*** DATA RECORDS Section Begins ***

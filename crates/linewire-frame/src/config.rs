use std::time::Duration;

use linewire_transport::TransportError;

use crate::error::FrameError;

/// Stream-level deadlines applied before framing starts.
///
/// Both default to `None`: no deadlines are enforced unless asked for.
#[derive(Debug, Clone, Default)]
pub struct FrameConfig {
    /// Read timeout for blocking frame reads.
    pub read_timeout: Option<Duration>,
    /// Write timeout for blocking frame writes.
    pub write_timeout: Option<Duration>,
}

pub(crate) fn transport_to_frame_error(err: TransportError) -> FrameError {
    match err {
        TransportError::Io(io) | TransportError::Accept(io) => FrameError::Io(io),
        TransportError::Bind { source, .. } | TransportError::Connect { source, .. } => {
            FrameError::Io(source)
        }
        other => FrameError::Io(std::io::Error::other(other.to_string())),
    }
}
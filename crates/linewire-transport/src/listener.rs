use std::time::Duration;

use crate::error::Result;
use crate::protocol::Protocol;
use crate::stream::{Address, Stream};
use crate::tcp::{self, TcpSocket};
#[cfg(unix)]
use crate::uds::{self, UnixSocket};

/// Open an outbound connection.
///
/// `address` is `host:port` for the tcp family and a socket path for `unix`.
/// No retry is attempted.
pub fn connect(protocol: Protocol, address: &str) -> Result<Stream> {
    connect_timeout(protocol, address, None)
}

/// Open an outbound connection, bounding each tcp attempt by `timeout`.
///
/// The timeout is ignored for `unix`, where connect does not block on the network.
pub fn connect_timeout(
    protocol: Protocol,
    address: &str,
    timeout: Option<Duration>,
) -> Result<Stream> {
    match protocol {
        Protocol::Tcp | Protocol::Tcp4 | Protocol::Tcp6 => tcp::connect(protocol, address, timeout),
        #[cfg(unix)]
        Protocol::Unix => uds::connect(address),
    }
}

/// A bound listening socket of any supported protocol.
#[derive(Debug)]
pub struct Listener {
    inner: ListenerInner,
}

#[derive(Debug)]
enum ListenerInner {
    Tcp(TcpSocket),
    #[cfg(unix)]
    Unix(UnixSocket),
}

impl Listener {
    /// Bind and listen on `address`.
    pub fn bind(protocol: Protocol, address: &str) -> Result<Self> {
        let inner = match protocol {
            Protocol::Tcp | Protocol::Tcp4 | Protocol::Tcp6 => {
                ListenerInner::Tcp(TcpSocket::bind(protocol, address)?)
            }
            #[cfg(unix)]
            Protocol::Unix => ListenerInner::Unix(UnixSocket::bind(address)?),
        };
        Ok(Self { inner })
    }

    /// Accept one incoming connection (blocking).
    pub fn accept(&self) -> Result<Stream> {
        match &self.inner {
            ListenerInner::Tcp(socket) => socket.accept(),
            #[cfg(unix)]
            ListenerInner::Unix(socket) => socket.accept(),
        }
    }

    /// The address this listener is bound to.
    ///
    /// For tcp this reports the actual port when binding to port 0.
    pub fn local_addr(&self) -> Result<Address> {
        match &self.inner {
            ListenerInner::Tcp(socket) => Ok(Address::Inet(socket.local_addr()?)),
            #[cfg(unix)]
            ListenerInner::Unix(socket) => Ok(Address::Unix(Some(socket.path().to_path_buf()))),
        }
    }
}
use std::io::{ErrorKind, Read};

use bytes::BytesMut;
use linewire_transport::Stream;
use tracing::debug;

use crate::codec::{find_delimiter, split_frame, Frame};
use crate::config::{transport_to_frame_error, FrameConfig};
use crate::error::{FrameError, Result};

const INITIAL_BUFFER_CAPACITY: usize = 8 * 1024;
const READ_CHUNK_SIZE: usize = 8 * 1024;

/// Buffered decoder: reads complete newline-delimited frames from any `Read` stream.
///
/// Handles partial reads internally; callers always get complete frames.
pub struct FrameReader<T> {
    inner: T,
    buf: BytesMut,
    // Bytes of `buf` already known to contain no delimiter.
    scanned: usize,
}

impl<T: Read> FrameReader<T> {
    /// Create a new frame reader.
    pub fn new(inner: T) -> Self {
        Self {
            inner,
            buf: BytesMut::with_capacity(INITIAL_BUFFER_CAPACITY),
            scanned: 0,
        }
    }

    /// Read the next complete frame (blocking).
    ///
    /// Returns `Err(FrameError::ConnectionClosed)` when EOF is reached.
    /// Bytes received after the last delimiter are discarded at that point.
    pub fn read_frame(&mut self) -> Result<Frame> {
        loop {
            if let Some(pos) = find_delimiter(&self.buf, self.scanned) {
                self.scanned = 0;
                return Ok(split_frame(&mut self.buf, pos));
            }
            self.scanned = self.buf.len();

            let mut chunk = [0u8; READ_CHUNK_SIZE];
            let read = match self.inner.read(&mut chunk) {
                Ok(n) => n,
                Err(err) if err.kind() == ErrorKind::Interrupted => continue,
                Err(err) => return Err(FrameError::Io(err)),
            };

            if read == 0 {
                if !self.buf.is_empty() {
                    debug!(
                        discarded = self.buf.len(),
                        "discarding unterminated bytes at end of stream"
                    );
                    self.buf.clear();
                    self.scanned = 0;
                }
                return Err(FrameError::ConnectionClosed);
            }

            self.buf.extend_from_slice(&chunk[..read]);
        }
    }

    /// Number of bytes buffered but not yet returned as a frame.
    pub fn buffered(&self) -> usize {
        self.buf.len()
    }

    /// Borrow the underlying stream.
    pub fn get_ref(&self) -> &T {
        &self.inner
    }

    /// Mutably borrow the underlying stream.
    pub fn get_mut(&mut self) -> &mut T {
        &mut self.inner
    }

    /// Consume the reader and return the inner stream.
    pub fn into_inner(self) -> T {
        self.inner
    }
}

impl FrameReader<Stream> {
    /// Create a frame reader for a transport `Stream` and apply the read timeout from config.
    pub fn with_config_stream(inner: Stream, config: &FrameConfig) -> Result<Self> {
        inner
            .set_read_timeout(config.read_timeout)
            .map_err(transport_to_frame_error)?;
        Ok(Self::new(inner))
    }
}

impl<T: Read> Iterator for FrameReader<T> {
    type Item = Result<Frame>;

    /// Yields frames until the stream closes; read errors are yielded once.
    fn next(&mut self) -> Option<Self::Item> {
        match self.read_frame() {
            Ok(frame) => Some(Ok(frame)),
            Err(FrameError::ConnectionClosed) => None,
            Err(err) => Some(Err(err)),
        }
    }
}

*** DATA RECORDS Section Ends ***

→ **PROBLEM TO SOLVE**:
A faithful, word-for-word transcription of the data above is required.

→ **RESULT OF THIS EXERCISE**:
filename crates/linewire-frame/src/config.rs
use std::time::Duration;

use linewire_transport::TransportError;

use crate::error::FrameError;

/// Stream-level deadlines applied before framing starts.
///
/// Both default to `None`: no deadlines are enforced unless asked for.
#[derive(Debug, Clone, Default)]
pub struct FrameConfig {
    /// Read timeout for blocking frame reads.
    pub read_timeout: Option<Duration>,
    /// Write timeout for blocking frame writes.
    pub write_timeout: Option<Duration>,
}

pub(crate) fn transport_to_frame_error(err: TransportError) -> FrameError {
    match err {
        TransportError::Io(io) | TransportError::Accept(io) => FrameError::Io(io),
        TransportError::Bind { source, .. } | TransportError::Connect { source, .. } => {
            FrameError::Io(source)
        }
        other => FrameError::Io(std::io::Error::other(other.to_string())),
    }
}
filename crates/linewire-transport/src/listener.rs
use std::time::Duration;

use crate::error::Result;
use crate::protocol::Protocol;
use crate::stream::{Address, Stream};
use crate::tcp::{self, TcpSocket};
#[cfg(unix)]
use crate::uds::{self, UnixSocket};

/// Open an outbound connection.
///
/// `address` is `host:port` for the tcp family and a socket path for `unix`.
/// No retry is attempted.
pub fn connect(protocol: Protocol, address: &str) -> Result<Stream> {
    connect_timeout(protocol, address, None)
}

/// Open an outbound connection, bounding each tcp attempt by `timeout`.
///
/// The timeout is ignored for `unix`, where connect does not block on the network.
pub fn connect_timeout(
    protocol: Protocol,
    address: &str,
    timeout: Option<Duration>,
) -> Result<Stream> {
    match protocol {
        Protocol::Tcp | Protocol::Tcp4 | Protocol::Tcp6 => tcp::connect(protocol, address, timeout),
        #[cfg(unix)]
        Protocol::Unix => uds::connect(address),
    }
}

/// A bound listening socket of any supported protocol.
#[derive(Debug)]
pub struct Listener {
    inner: ListenerInner,
}

#[derive(Debug)]
enum ListenerInner {
    Tcp(TcpSocket),
    #[cfg(unix)]
    Unix(UnixSocket),
}

impl Listener {
    /// Bind and listen on `address`.
    pub fn bind(protocol: Protocol, address: &str) -> Result<Self> {
        let inner = match protocol {
            Protocol::Tcp | Protocol::Tcp4 | Protocol::Tcp6 => {
                ListenerInner::Tcp(TcpSocket::bind(protocol, address)?)
            }
            #[cfg(unix)]
            Protocol::Unix => ListenerInner::Unix(UnixSocket::bind(address)?),
        };
        Ok(Self { inner })
    }

    /// Accept one incoming connection (blocking).
    pub fn accept(&self) -> Result<Stream> {
        match &self.inner {
            ListenerInner::Tcp(socket) => socket.accept(),
            #[cfg(unix)]
            ListenerInner::Unix(socket) => socket.accept(),
        }
    }

    /// The address this listener is bound to.
    ///
    /// For tcp this reports the actual port when binding to port 0.
    pub fn local_addr(&self) -> Result<Address> {
        match &self.inner {
            ListenerInner::Tcp(socket) => Ok(Address::Inet(socket.local_addr()?)),
            #[cfg(unix)]
            ListenerInner::Unix(socket) => Ok(Address::Unix(Some(socket.path().to_path_buf()))),
        }
    }
}
use std::io::{ErrorKind, Read};

use bytes::BytesMut;
use linewire_transport::Stream;
use tracing::debug;

use crate::codec::{find_delimiter, split_frame, Frame};
use crate::config::{transport_to_frame_error, FrameConfig};
use crate::error::{FrameError, Result};

const INITIAL_BUFFER_CAPACITY: usize = 8 * 1024;
const READ_CHUNK_SIZE: usize = 8 * 1024;

/// Buffered decoder: reads complete newline-delimited frames from any `Read` stream.
///
/// Handles partial reads internally; callers always get complete frames.
pub struct FrameReader<T> {
    inner: T,
    buf: BytesMut,
    // Bytes of `buf` already known to contain no delimiter.
    scanned: usize,
}

impl<T: Read> FrameReader<T> {
    /// Create a new frame reader.
    pub fn new(inner: T) -> Self {
        Self {
            inner,
            buf: BytesMut::with_capacity(INITIAL_BUFFER_CAPACITY),
            scanned: 0,
        }
    }

    /// Read the next complete frame (blocking).
    ///
    /// Returns `Err(FrameError::ConnectionClosed)` when EOF is reached.
    /// Bytes received after the last delimiter are discarded at that point.
    pub fn read_frame(&mut self) -> Result<Frame> {
        loop {
            if let Some(pos) = find_delimiter(&self.buf, self.scanned) {
                self.scanned = 0;
                return Ok(split_frame(&mut self.buf, pos));
            }
            self.scanned = self.buf.len();

            let mut chunk = [0u8; READ_CHUNK_SIZE];
            let read = match self.inner.read(&mut chunk) {
                Ok(n) => n,
                Err(err) if err.kind() == ErrorKind::Interrupted => continue,
                Err(err) => return Err(FrameError::Io(err)),
            };

            if read == 0 {
                if !self.buf.is_empty() {
                    debug!(
                        discarded = self.buf.len(),
                        "discarding unterminated bytes at end of stream"
                    );
                    self.buf.clear();
                    self.scanned = 0;
                }
                return Err(FrameError::ConnectionClosed);
            }

            self.buf.extend_from_slice(&chunk[..read]);
        }
    }

    /// Number of bytes buffered but not yet returned as a frame.
    pub fn buffered(&self) -> usize {
        self.buf.len()
    }

    /// Borrow the underlying stream.
    pub fn get_ref(&self) -> &T {
        &self.inner
    }

    /// Mutably borrow the underlying stream.
    pub fn get_mut(&mut self) -> &mut T {
        &mut self.inner
    }

    /// Consume the reader and return the inner stream.
    pub fn into_inner(self) -> T {
        self.inner
    }
}

impl FrameReader<Stream> {
    /// Create a frame reader for a transport `Stream` and apply the read timeout from config.
    pub fn with_config_stream(inner: Stream, config: &FrameConfig) -> Result<Self> {
        inner
            .set_read_timeout(config.read_timeout)
            .map_err(transport_to_frame_error)?;
        Ok(Self::new(inner))
    }
}

impl<T: Read> Iterator for FrameReader<T> {
    type Item = Result<Frame>;

    /// Yields frames until the stream closes; read errors are yielded once.
    fn next(&mut self) -> Option<Self::Item> {
        match self.read_frame() {
            Ok(frame) => Some(Ok(frame)),
            Err(FrameError::ConnectionClosed) => None,
            Err(err) => Some(Err(err)),
        }
    }
}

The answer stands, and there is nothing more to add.